Later that night, totally out of the blue, Alexander exclaimed critically, “Hey! That Super Why didn’t have a Why Writer!” (We assured him that Super Why’s friend Alpha Pig was probably holding his Why Writer for him so he’d have both hands free to give Alexander hugs.)
Alexander is totally obsessed with Aladdin lately, and he requests viewings of “The Genie Show” on a near-daily basis. Every night at bedtime, we get to tell “The Aladdin Story,” highlighting his favorite parts of the movie (mostly centered around the Cave of Wonders; that boy loves the Cave of Wonders) and usually starring Alexander in the role of Aladdin’s Best Friend. (Sometimes Mommy, Daddy, and/or Emily get to be in the story, too.) Frequently, after I tell the Aladdin story, Alexander says “Now it’s my turn!” And then something like this happens:
Transcript: Once upon a time, there was a boy named Aladdin, and his friend, Daddy! And they did the “One-Step” dance and got some bread. And then they went to the Cave of Wonders. And the Cave of Wonders said, “Who disturbs my slumber?” And they said, “It is I, Aladdin.” And– and– “It is I, Daddy.” And they went into the Cave of Wonders, and they found a magic carpet, and a magic lamp, and then that– Abu, that silly monkey, touched the Forbidden Treasure. So they went down the slide. And then, the magic carpet saved them from the hot stuff on the ground. And then a genie came outside. And the Genie said, “You get wishes!” And Daddy said, “I wish to be a rabbit!” And the Genie said, “Poof! You’re a rabbit.” And the Genie turned Aladdin into a train! And the Genie said, “Poof! You’re a train.” And then they stomped off to the palace. And then, the– Oh. I guess I didn’t say the soaked part. I guess they did not get soaked.* They stomped off to the palace, and then they stomped back to the palace, and they lived happily after. The end!

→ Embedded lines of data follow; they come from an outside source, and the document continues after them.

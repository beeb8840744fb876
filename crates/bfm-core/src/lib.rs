//! # BFM Core
//!
//! Command-dispatch core for BFM - strictly functional Rust with zero unwraps.
//!
//! The core turns one raw input line into one command invocation:
//!
//! ```text
//! raw line -> split name/remainder -> tokenize -> resolve args
//!          -> registry lookup -> validate required args -> handler
//! ```
//!
//! The pieces are deliberately small and side-effect free: the [`tokenizer`]
//! and [`resolver`] never fail, the [`Registry`] is built once at startup and
//! read-only afterwards, and the [`Dispatcher`] owns the whole pipeline.
//! Handlers are the only place I/O happens.
//!
//! ## Laws (Compiler Enforced)
//!
//! - No `unwrap()` - returns `Result` instead
//! - No `expect()` - returns `Result` instead
//! - No `panic!()` - returns `Result` instead
//! - No `unsafe` - safe Rust only
//!
//! ## Error Handling
//!
//! All fallible operations return `Result<T, Error>`. Use:
//! - `?` operator for propagation
//! - `map`, `and_then` combinators for transformation
//! - `match` / `map_or` / `unwrap_or_else` for defaults

#![deny(clippy::unwrap_used)]
#![deny(clippy::expect_used)]
#![deny(clippy::panic)]

pub mod command;
pub mod dispatcher;
mod error;
pub mod registry;
pub mod resolver;
pub mod result;
pub mod tokenizer;
pub mod validator;

pub use command::{ArgSpec, CommandSpec, CommandSpecBuilder, Handler};
pub use dispatcher::Dispatcher;
pub use error::Error;
pub use registry::Registry;
pub use resolver::{resolve_args, ResolvedArgs};
pub use result::Result;
pub use tokenizer::tokenize;
pub use validator::all_required_present;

As you can see, not all of the adorable mispronunciations are a thing of the past. He is such a cute little stinker.
*The “soaked part” refers to the part of the movie where Jafar has Aladdin (a/k/a Prince Ali Ababwa) thrown into the sea. Usually when Alexander is telling the story, he emphasizes, “And then Pwince Ali Bwa Bwa got soaked!” He’s very concerned about the fact that our story’s hero gets all wet and needs dry clothes.